Déjà 25 kilomètres, et nous allons entamer ce qui constitue l’essence du Saint-Thomas, ce dont on se rappelle. Saint Thomas, le patron de ceux qui persévèrent sous l’emprise du doute… Le col marquait notre retour sur la grande route. Traitée. Salée pour notre plus grand plaisir. De petits groupes s’étaient formés. Reliés les uns aux autres par les traits photoniques de nos lampes à LED.  Diodes électroluminescentes. En voici un nom bien charmant pour ce que nous nommions encore il y a peu, ampoules. Marcher ! D’îlots de lumière en faisceaux argentés. Sans que nous nous en rendions compte, le calme s’était installé. Seul subsistait les pas et le son de la nuit qui n’est pas le silence mais bien autre chose. Insaisissable et enveloppant. Une bulle savoureuse et un privilège dont la vie moderne nous a privé. Celui des pionniers. Celui des ancêtres et des Cro-Magnons qui, à la faveur d’un feu crépitant regardaient vers le ciel. Reconnaissant entre deux étoiles les fils délicats dont les constellations sont tissées… Marcher la nuit, c’est un peu ça. S’offrir une digression interdite dans un monde qui pourtant est notre. Se détacher du réel et réapprendre à rêver… A ce qui nous échappe. A ce qui nous dépasse.
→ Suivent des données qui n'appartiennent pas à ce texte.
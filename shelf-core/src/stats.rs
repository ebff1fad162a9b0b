//! Statistics and analysis over a record set
//!
//! Everything here is a pure function of the records passed in. The catalog
//! manager caches [`StatusCounts`] between mutations and recomputes genre
//! figures on read.

use serde::ser::SerializeMap;
use serde::{Serialize, Serializer};

use crate::record::{Record, STATUS_AVAILABLE, STATUS_CHECKED_OUT};

/// Summary counts for a record set
#[derive(Debug, Clone, PartialEq, Eq, Serialize)]
#[serde(rename_all = "camelCase")]
pub struct Statistics {
    /// Number of records
    pub total: usize,
    /// Records whose availability status is `available`
    pub available: usize,
    /// Records whose availability status is `checked_out`
    pub checked_out: usize,
    /// Number of distinct genres
    pub genres: usize,
    /// Records per genre, first-seen order
    pub by_genre: GenreCounts,
}

impl Statistics {
    pub(crate) fn from_parts(status: StatusCounts, by_genre: GenreCounts) -> Self {
        Self {
            total: status.total,
            available: status.available,
            checked_out: status.checked_out,
            genres: by_genre.len(),
            by_genre,
        }
    }

    /// Records with no availability or a status other than the two known ones
    pub fn unknown(&self) -> usize {
        self.total - self.available - self.checked_out
    }
}

/// Record and availability counts, the part of [`Statistics`] that the
/// catalog manager caches
#[derive(Debug, Clone, Copy, Default, PartialEq, Eq)]
pub(crate) struct StatusCounts {
    pub total: usize,
    pub available: usize,
    pub checked_out: usize,
}

impl StatusCounts {
    pub fn of(records: &[Record]) -> Self {
        records.iter().fold(
            Self {
                total: records.len(),
                ..Self::default()
            },
            |mut counts, record| {
                match record.status() {
                    Some(STATUS_AVAILABLE) => counts.available += 1,
                    Some(STATUS_CHECKED_OUT) => counts.checked_out += 1,
                    _ => {}
                }
                counts
            },
        )
    }
}

/// Number of records in one genre
#[derive(Debug, Clone, PartialEq, Eq, Serialize)]
pub struct GenreCount {
    pub genre: String,
    pub count: usize,
}

/// Per-genre record counts in first-seen order.
///
/// Serializes as a JSON object `{genre: count}`.
#[derive(Debug, Clone, Default, PartialEq, Eq)]
pub struct GenreCounts {
    counts: Vec<GenreCount>,
}

impl GenreCounts {
    pub fn of(records: &[Record]) -> Self {
        let mut counts = Self::default();
        for record in records {
            counts.increment(&record.genre);
        }
        counts
    }

    fn increment(&mut self, genre: &str) {
        match self.counts.iter_mut().find(|c| c.genre == genre) {
            Some(entry) => entry.count += 1,
            None => self.counts.push(GenreCount {
                genre: genre.to_string(),
                count: 1,
            }),
        }
    }

    pub fn get(&self, genre: &str) -> Option<usize> {
        self.counts
            .iter()
            .find(|c| c.genre == genre)
            .map(|c| c.count)
    }

    pub fn iter(&self) -> impl Iterator<Item = &GenreCount> {
        self.counts.iter()
    }

    /// Genre with the highest count. On a tie the genre seen first wins.
    pub fn most_common(&self) -> Option<&GenreCount> {
        self.counts.iter().fold(None, |max: Option<&GenreCount>, entry| match max {
            Some(current) if entry.count <= current.count => Some(current),
            _ => Some(entry),
        })
    }

    /// Number of distinct genres
    pub fn len(&self) -> usize {
        self.counts.len()
    }

    pub fn is_empty(&self) -> bool {
        self.counts.is_empty()
    }
}

impl Serialize for GenreCounts {
    fn serialize<S: Serializer>(&self, serializer: S) -> Result<S::Ok, S::Error> {
        let mut map = serializer.serialize_map(Some(self.counts.len()))?;
        for entry in &self.counts {
            map.serialize_entry(&entry.genre, &entry.count)?;
        }
        map.end()
    }
}

/// Compute [`Statistics`] for a record set
pub fn compute_statistics(records: &[Record]) -> Statistics {
    Statistics::from_parts(StatusCounts::of(records), GenreCounts::of(records))
}

/// Reporting view of a record set
#[derive(Debug, Clone, PartialEq, Eq, Serialize)]
#[serde(rename_all = "camelCase")]
pub struct CatalogAnalysis {
    pub genre_distribution: GenreCounts,
    pub most_common_genre: Option<GenreCount>,
    pub available: usize,
    pub checked_out: usize,
    /// Earliest publication year among dated records
    pub oldest_year: Option<i32>,
    /// Latest publication year among dated records
    pub newest_year: Option<i32>,
    /// Mean publication year of dated records, rounded half up
    pub average_year: Option<i32>,
}

/// Analyze a record set for reporting.
///
/// Records without a year are left out of the year figures.
pub fn analyze(records: &[Record]) -> CatalogAnalysis {
    let genre_distribution = GenreCounts::of(records);
    let most_common_genre = genre_distribution.most_common().cloned();
    let status = StatusCounts::of(records);

    let years: Vec<i32> = records.iter().filter_map(|record| record.year).collect();

    CatalogAnalysis {
        genre_distribution,
        most_common_genre,
        available: status.available,
        checked_out: status.checked_out,
        oldest_year: years.iter().copied().min(),
        newest_year: years.iter().copied().max(),
        average_year: mean_rounded_half_up(&years),
    }
}

/// Integer mean rounded half up, i.e. `floor(mean + 0.5)`
fn mean_rounded_half_up(values: &[i32]) -> Option<i32> {
    if values.is_empty() {
        return None;
    }
    let n = values.len() as i64;
    let sum: i64 = values.iter().map(|&v| i64::from(v)).sum();
    i32::try_from((2 * sum + n).div_euclid(2 * n)).ok()
}

#[cfg(test)]
mod tests {
    use super::*;
    use crate::record::Availability;
    use crate::store::demo_records;
    use pretty_assertions::assert_eq;

    fn sample() -> Vec<Record> {
        vec![
            Record::new(1, "A", "X", 2000, "Programming").available_at("A1"),
            Record::new(2, "B", "Y", 2001, "Programming").checked_out_until("2024-01-01"),
            Record::new(3, "C", "Z", 2002, "History"),
        ]
    }

    #[test]
    fn test_compute_statistics_end_to_end() {
        let stats = compute_statistics(&sample());

        assert_eq!(stats.total, 3);
        assert_eq!(stats.available, 1);
        assert_eq!(stats.checked_out, 1);
        assert_eq!(stats.genres, 2);
        assert_eq!(stats.by_genre.get("Programming"), Some(2));
        assert_eq!(stats.by_genre.get("History"), Some(1));
        assert_eq!(stats.unknown(), 1);

        let json = serde_json::to_value(&stats).unwrap();
        assert_eq!(
            json,
            serde_json::json!({
                "total": 3,
                "available": 1,
                "checkedOut": 1,
                "genres": 2,
                "byGenre": {"Programming": 2, "History": 1}
            })
        );
    }

    #[test]
    fn test_statistics_of_empty_set() {
        let stats = compute_statistics(&[]);
        assert_eq!(stats.total, 0);
        assert_eq!(stats.genres, 0);
        assert!(stats.by_genre.is_empty());
    }

    #[test]
    fn test_counts_follow_raw_status() {
        let records = vec![
            Record::new(1, "A", "X", 2000, "Misc").with_availability(Availability::from_parts(
                Some("checked_out".to_string()),
                None,
                None,
            )),
            Record::new(2, "B", "X", 2000, "Misc").with_availability(Availability::from_parts(
                Some("lost".to_string()),
                Some("B2".to_string()),
                None,
            )),
            Record::new(3, "C", "X", 2000, "Misc"),
        ];

        let stats = compute_statistics(&records);
        assert_eq!(stats.available, 0);
        assert_eq!(stats.checked_out, 1);
        assert_eq!(stats.unknown(), 2);
    }

    #[test]
    fn test_most_common_keeps_first_on_tie() {
        let records = vec![
            Record::new(1, "A", "X", 2000, "History"),
            Record::new(2, "B", "X", 2000, "Poetry"),
            Record::new(3, "C", "X", 2000, "Poetry"),
            Record::new(4, "D", "X", 2000, "History"),
        ];

        let counts = GenreCounts::of(&records);
        assert_eq!(
            counts.most_common(),
            Some(&GenreCount {
                genre: "History".to_string(),
                count: 2
            })
        );
        assert_eq!(GenreCounts::default().most_common(), None);
    }

    #[test]
    fn test_analyze_demo_catalog() {
        let analysis = analyze(&demo_records());

        assert_eq!(
            analysis.most_common_genre,
            Some(GenreCount {
                genre: "Programming".to_string(),
                count: 3
            })
        );
        assert_eq!(analysis.available, 2);
        assert_eq!(analysis.checked_out, 1);
        assert_eq!(analysis.oldest_year, Some(1994));
        assert_eq!(analysis.newest_year, Some(2017));
        // (2011 + 2014 + 1994 + 2017) / 4 = 2009
        assert_eq!(analysis.average_year, Some(2009));
    }

    #[test]
    fn test_average_year_rounds_half_up() {
        assert_eq!(mean_rounded_half_up(&[2000, 2001]), Some(2001));
        assert_eq!(mean_rounded_half_up(&[2000, 2000, 2001]), Some(2000));
        assert_eq!(mean_rounded_half_up(&[-3, -2]), Some(-2));
        assert_eq!(mean_rounded_half_up(&[]), None);
    }

    #[test]
    fn test_analyze_skips_undated_records() {
        let records = vec![
            Record::new(1, "A", "X", 1990, "History"),
            Record::new(2, "B", "X", 0, "History").without_year(),
        ];

        let analysis = analyze(&records);
        assert_eq!(analysis.oldest_year, Some(1990));
        assert_eq!(analysis.newest_year, Some(1990));
        assert_eq!(analysis.average_year, Some(1990));

        let empty = analyze(&[]);
        assert_eq!(empty.most_common_genre, None);
        assert_eq!(empty.average_year, None);
    }
}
Au cœur d’une nuit enneigée, l’arrivée au col de Saint Thomas est grandiose !!!

Perdu sans repères j’avais un instant délaissé mon frère qui marchait quelque part, seul mais entouré. Je l’attendais. Forçant mes yeux fatigués pour reconnaître le gilet honorable que je lui avait prêté. Gilet floqué d’un plastron rouge et de bandes verticales et lumineuses. Le gilet du Paris-Brest est reconnaissable. Mon frère aussi. Il arrivait à son tour, de ses grandes enjambées pourtant moins souples qu’à l’accoutumée. « Ça va ?  » –  » Ça va, et toi ?  »  » Bien, mais ça commence à tirer !  » Le Saint-Thomas, son brasero rougeoyant et des sapins ployant sous le poids de la neige. Une nuit magique. Ses marcheurs aux traits tirés qui tour à tour se pressent devant le panneau. Cette photo est un passage obligé. Une attestation prouvant que vous l’avez fait. Je garde précieusement l’image de mon père au sommet. Comme je garderai précieusement celle de mon frère sous une nuit boréale. L’instant, fut-il fugace, restera gravé.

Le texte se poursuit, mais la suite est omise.